The tragic death of the multi-talented American actor Philip Seymour Hoffman has given rise to another torrent of commentary about how and why such a gifted man could “succumb” to the temptations of hard drugs. Lugubrious commentary on the lifestyles of the rich and famous take us back to turf that is so familiar: drug addiction, we are told, is a moral failing, and the world of drugs is one inhabited by weak willed users and sleazy dealers.
The dealers are sleazy enough, but the users are not weak or moral cowards. Addiction is a disease, as real and physiological as cancer or a heart condition. Philip Seymour Hoffman was not a victim of his lifestyle. He contracted a disease as a young man, which is most dangerous as the brain is still not fully developed, and while the illness went into remission, he was never cured. When it came back it took him with a vengeance.
Medical practioners in the field tell us that while treatments for this terrible disease are improving, to talk of a “cure” is difficult. To fall back into addiction is not a “moral relapse”. It is simply a tragic sign that the illness has returned, and that the brain damage done in youth was simply too much.
The paradigm of the war on drugs has done untold damage. Trillions of dollars have been spent, and around the world addicts are thrown in jail for repeated use. Overdoses and suicides take tens of thousands away every year, and still we hear a call for hypocritical and failed policies that will throw people in jail but do practically nothing for treatment and rehabilitation.

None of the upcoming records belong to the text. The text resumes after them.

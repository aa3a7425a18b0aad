//! Community question and answer handlers.
//!
//! ```text
//! GET    /api/v1/posts?resolution=unresolved&crop=tomato&tags=blight,fungus&sort=popular&page=1&limit=10
//! POST   /api/v1/posts
//! GET    /api/v1/posts/{post_id}
//! POST   /api/v1/posts/{post_id}/responses
//! DELETE /api/v1/posts/{post_id}/responses/{response_id}
//! POST   /api/v1/posts/{post_id}/responses/{response_id}/accept
//! PUT    /api/v1/responses/{response_id}/verification
//! POST   /api/v1/posts/{post_id}/reconcile
//! POST   /api/v1/admin/reconcile-response-counts
//! ```

use actix_web::{HttpResponse, delete, get, post, put, web};
use serde::{Deserialize, Serialize};
use serde_json::json;
use utoipa::{IntoParams, ToSchema};

use crate::domain::ports::{
    AcceptedResponse, AddResponseRequest, CreatePostRequest, PostDetail, ReconciliationSummary,
    RecordVerificationRequest,
};
use crate::domain::{
    CountReconciliation, Error, Pagination, PaginationError, Post, PostFilter, PostId, PostPage,
    PostSort, Resolution, Response, ResponseId,
};
use crate::inbound::http::ApiResult;
use crate::inbound::http::session::SessionContext;
use crate::inbound::http::state::HttpState;
use crate::inbound::http::validation::{FieldName, parse_id};

const POST_ID: FieldName = FieldName::new("postId");
const RESPONSE_ID: FieldName = FieldName::new("responseId");

/// Query of `GET /api/v1/posts`.
#[derive(Debug, Default, Deserialize, IntoParams)]
#[into_params(parameter_in = Query)]
pub struct PostFeedQuery {
    pub resolution: Option<Resolution>,
    /// Case-insensitive substring of the crop name.
    pub crop: Option<String>,
    /// Comma-separated; posts sharing any tag match.
    pub tags: Option<String>,
    /// Case-insensitive substring of title or description.
    pub search: Option<String>,
    pub sort: Option<PostSort>,
    /// One-based.
    pub page: Option<u32>,
    /// 1 to 100, default 10.
    pub limit: Option<u32>,
}

impl PostFeedQuery {
    fn filter(&self) -> PostFilter {
        PostFilter {
            resolution: self.resolution.unwrap_or_default(),
            crop: self.crop.clone(),
            tags: self
                .tags
                .as_deref()
                .map(|raw| raw.split(',').map(str::to_owned).collect())
                .unwrap_or_default(),
            search: self.search.clone(),
        }
    }
}

/// Body of `POST /api/v1/posts`.
#[derive(Debug, Deserialize, Serialize, ToSchema)]
#[serde(rename_all = "camelCase")]
pub struct CreatePostBody {
    pub title: String,
    pub description: String,
    #[serde(default)]
    pub crop_name: Option<String>,
    #[serde(default)]
    pub tags: Vec<String>,
}

/// Body of `POST /api/v1/posts/{post_id}/responses`.
#[derive(Debug, Deserialize, Serialize, ToSchema)]
#[serde(rename_all = "camelCase")]
pub struct AddResponseBody {
    pub content: String,
    #[serde(default)]
    pub is_expert_advice: bool,
}

/// Body of `PUT /api/v1/responses/{response_id}/verification`.
#[derive(Debug, Deserialize, Serialize, ToSchema)]
#[serde(rename_all = "camelCase")]
pub struct VerificationBody {
    pub verified: bool,
    /// In `[0, 1]`.
    pub confidence: f64,
    #[serde(default)]
    pub reason: Option<String>,
}

fn map_pagination_error(err: PaginationError) -> Error {
    let field = match err {
        PaginationError::PageOutOfRange => "page",
        PaginationError::LimitOutOfRange { .. } => "limit",
    };
    Error::invalid_request(err.to_string())
        .with_details(json!({ "field": field, "code": "invalid_pagination" }))
}

fn parse_pair(raw: (String, String)) -> Result<(PostId, ResponseId), Error> {
    let (post, response) = raw;
    Ok((parse_id(&post, POST_ID)?, parse_id(&response, RESPONSE_ID)?))
}

/// Filtered, sorted, paginated community feed.
#[utoipa::path(
    get,
    path = "/api/v1/posts",
    params(PostFeedQuery),
    responses(
        (status = 200, description = "Feed page", body = PostPage),
        (status = 400, description = "Invalid pagination or filter", body = Error),
        (status = 503, description = "Storage unavailable", body = Error)
    ),
    tags = ["community"],
    operation_id = "rankPosts",
    security([])
)]
#[get("/posts")]
pub async fn list_posts(
    state: web::Data<HttpState>,
    query: web::Query<PostFeedQuery>,
) -> ApiResult<web::Json<PostPage>> {
    let query = query.into_inner();
    let pagination = Pagination::new(query.page, query.limit).map_err(map_pagination_error)?;
    let page = state
        .trust_query
        .rank_posts(query.filter(), query.sort.unwrap_or_default(), pagination)
        .await?;
    Ok(web::Json(page))
}

/// Ask a question as the session caller.
#[utoipa::path(
    post,
    path = "/api/v1/posts",
    request_body = CreatePostBody,
    responses(
        (status = 201, description = "Post created", body = Post),
        (status = 400, description = "Invalid request", body = Error),
        (status = 401, description = "Unauthorised", body = Error),
        (status = 404, description = "Author profile not found", body = Error)
    ),
    tags = ["community"],
    operation_id = "createPost"
)]
#[post("/posts")]
pub async fn create_post(
    state: web::Data<HttpState>,
    session: SessionContext,
    payload: web::Json<CreatePostBody>,
) -> ApiResult<HttpResponse> {
    let author_id = session.require_user_id()?;
    let body = payload.into_inner();
    let post = state
        .community
        .create_post(CreatePostRequest {
            author_id,
            title: body.title,
            description: body.description,
            crop_name: body.crop_name,
            tags: body.tags,
        })
        .await?;
    Ok(HttpResponse::Created().json(post))
}

/// Open a post: counts a view and returns its answers.
#[utoipa::path(
    get,
    path = "/api/v1/posts/{post_id}",
    params(("post_id" = String, Path, description = "Post UUID")),
    responses(
        (status = 200, description = "Post with responses", body = PostDetail),
        (status = 404, description = "Post not found", body = Error)
    ),
    tags = ["community"],
    operation_id = "viewPost",
    security([])
)]
#[get("/posts/{post_id}")]
pub async fn view_post(
    state: web::Data<HttpState>,
    path: web::Path<String>,
) -> ApiResult<web::Json<PostDetail>> {
    let post_id = parse_id(&path.into_inner(), POST_ID)?;
    let detail = state.community.view_post(post_id).await?;
    Ok(web::Json(detail))
}

/// Answer a question as the session caller.
#[utoipa::path(
    post,
    path = "/api/v1/posts/{post_id}/responses",
    params(("post_id" = String, Path, description = "Post UUID")),
    request_body = AddResponseBody,
    responses(
        (status = 201, description = "Response added", body = Response),
        (status = 400, description = "Invalid request", body = Error),
        (status = 401, description = "Unauthorised", body = Error),
        (status = 404, description = "Post or author not found", body = Error)
    ),
    tags = ["community"],
    operation_id = "addResponse"
)]
#[post("/posts/{post_id}/responses")]
pub async fn add_response(
    state: web::Data<HttpState>,
    session: SessionContext,
    path: web::Path<String>,
    payload: web::Json<AddResponseBody>,
) -> ApiResult<HttpResponse> {
    let author_id = session.require_user_id()?;
    let post_id = parse_id(&path.into_inner(), POST_ID)?;
    let body = payload.into_inner();
    let response = state
        .community
        .add_response(AddResponseRequest {
            post_id,
            author_id,
            content: body.content,
            is_expert_advice: body.is_expert_advice,
        })
        .await?;
    Ok(HttpResponse::Created().json(response))
}

/// Delete one of the caller's own responses.
#[utoipa::path(
    delete,
    path = "/api/v1/posts/{post_id}/responses/{response_id}",
    params(
        ("post_id" = String, Path, description = "Post UUID"),
        ("response_id" = String, Path, description = "Response UUID")
    ),
    responses(
        (status = 200, description = "Post after removal", body = Post),
        (status = 401, description = "Unauthorised", body = Error),
        (status = 403, description = "Not the response author", body = Error),
        (status = 404, description = "Post or response not found", body = Error)
    ),
    tags = ["community"],
    operation_id = "removeResponse"
)]
#[delete("/posts/{post_id}/responses/{response_id}")]
pub async fn remove_response(
    state: web::Data<HttpState>,
    session: SessionContext,
    path: web::Path<(String, String)>,
) -> ApiResult<web::Json<Post>> {
    let requester_id = session.require_user_id()?;
    let (post_id, response_id) = parse_pair(path.into_inner())?;
    let post = state
        .community
        .remove_response(post_id, response_id, requester_id)
        .await?;
    Ok(web::Json(post))
}

/// Mark a response as the resolving answer. Post owner only.
#[utoipa::path(
    post,
    path = "/api/v1/posts/{post_id}/responses/{response_id}/accept",
    params(
        ("post_id" = String, Path, description = "Post UUID"),
        ("response_id" = String, Path, description = "Response UUID")
    ),
    responses(
        (status = 200, description = "Post resolved; author trust recomputed", body = AcceptedResponse),
        (status = 401, description = "Unauthorised", body = Error),
        (status = 403, description = "Not the post owner", body = Error),
        (status = 404, description = "Post or response not found", body = Error),
        (status = 409, description = "Concurrent updates exhausted retries", body = Error)
    ),
    tags = ["community"],
    operation_id = "acceptResponse"
)]
#[post("/posts/{post_id}/responses/{response_id}/accept")]
pub async fn accept_response(
    state: web::Data<HttpState>,
    session: SessionContext,
    path: web::Path<(String, String)>,
) -> ApiResult<web::Json<AcceptedResponse>> {
    let requester_id = session.require_user_id()?;
    let (post_id, response_id) = parse_pair(path.into_inner())?;
    let accepted = state
        .community
        .accept_response(post_id, response_id, requester_id)
        .await?;
    Ok(web::Json(accepted))
}

/// Record the verification collaborator's verdict on a response. The
/// collaborator calls in with an admin session.
#[utoipa::path(
    put,
    path = "/api/v1/responses/{response_id}/verification",
    params(("response_id" = String, Path, description = "Response UUID")),
    request_body = VerificationBody,
    responses(
        (status = 200, description = "Verdict stored; author trust recomputed", body = Response),
        (status = 400, description = "Confidence outside [0, 1]", body = Error),
        (status = 401, description = "Unauthorised", body = Error),
        (status = 403, description = "Caller is not an admin", body = Error),
        (status = 404, description = "Response not found", body = Error)
    ),
    tags = ["community"],
    operation_id = "recordVerification"
)]
#[put("/responses/{response_id}/verification")]
pub async fn record_verification(
    state: web::Data<HttpState>,
    session: SessionContext,
    path: web::Path<String>,
    payload: web::Json<VerificationBody>,
) -> ApiResult<web::Json<Response>> {
    session.require_admin(state.trust_query.as_ref()).await?;
    let response_id = parse_id(&path.into_inner(), RESPONSE_ID)?;
    let body = payload.into_inner();
    let response = state
        .community
        .record_verification(RecordVerificationRequest {
            response_id,
            verified: body.verified,
            confidence: body.confidence,
            reason: body.reason,
        })
        .await?;
    Ok(web::Json(response))
}

/// Recount one post's responses and repair its cached counter.
#[utoipa::path(
    post,
    path = "/api/v1/posts/{post_id}/reconcile",
    params(("post_id" = String, Path, description = "Post UUID")),
    responses(
        (status = 200, description = "Cached and actual counts", body = CountReconciliation),
        (status = 401, description = "Unauthorised", body = Error),
        (status = 403, description = "Caller is not an admin", body = Error),
        (status = 404, description = "Post not found", body = Error)
    ),
    tags = ["admin"],
    operation_id = "reconcileResponseCount"
)]
#[post("/posts/{post_id}/reconcile")]
pub async fn reconcile_post(
    state: web::Data<HttpState>,
    session: SessionContext,
    path: web::Path<String>,
) -> ApiResult<web::Json<CountReconciliation>> {
    session.require_admin(state.trust_query.as_ref()).await?;
    let post_id = parse_id(&path.into_inner(), POST_ID)?;
    let outcome = state.community.reconcile_response_count(post_id).await?;
    Ok(web::Json(outcome))
}

/// Repair every post's response counter.
#[utoipa::path(
    post,
    path = "/api/v1/admin/reconcile-response-counts",
    responses(
        (status = 200, description = "Posts checked and repaired", body = ReconciliationSummary),
        (status = 401, description = "Unauthorised", body = Error),
        (status = 403, description = "Caller is not an admin", body = Error)
    ),
    tags = ["admin"],
    operation_id = "reconcileAllResponseCounts"
)]
#[post("/admin/reconcile-response-counts")]
pub async fn reconcile_all(
    state: web::Data<HttpState>,
    session: SessionContext,
) -> ApiResult<web::Json<ReconciliationSummary>> {
    session.require_admin(state.trust_query.as_ref()).await?;
    let summary = state.community.reconcile_all_response_counts().await?;
    Ok(web::Json(summary))
}

#[cfg(test)]
#[path = "community_tests.rs"]
mod tests;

There’s nothing romantic about drug addiction. But the moral scolding that is a substitute for thinking sensibly about drugs is doing costing lives and money, and it’s past time more joined the debate about what can and should be done. George Schultz and Henry Kissinger have joined many others in calling for an end to the wasteful policies that have completely failed. There should be Canadian voices not afraid to speak out and insist that addiction and mental health issues need to be treated, and not simply punished.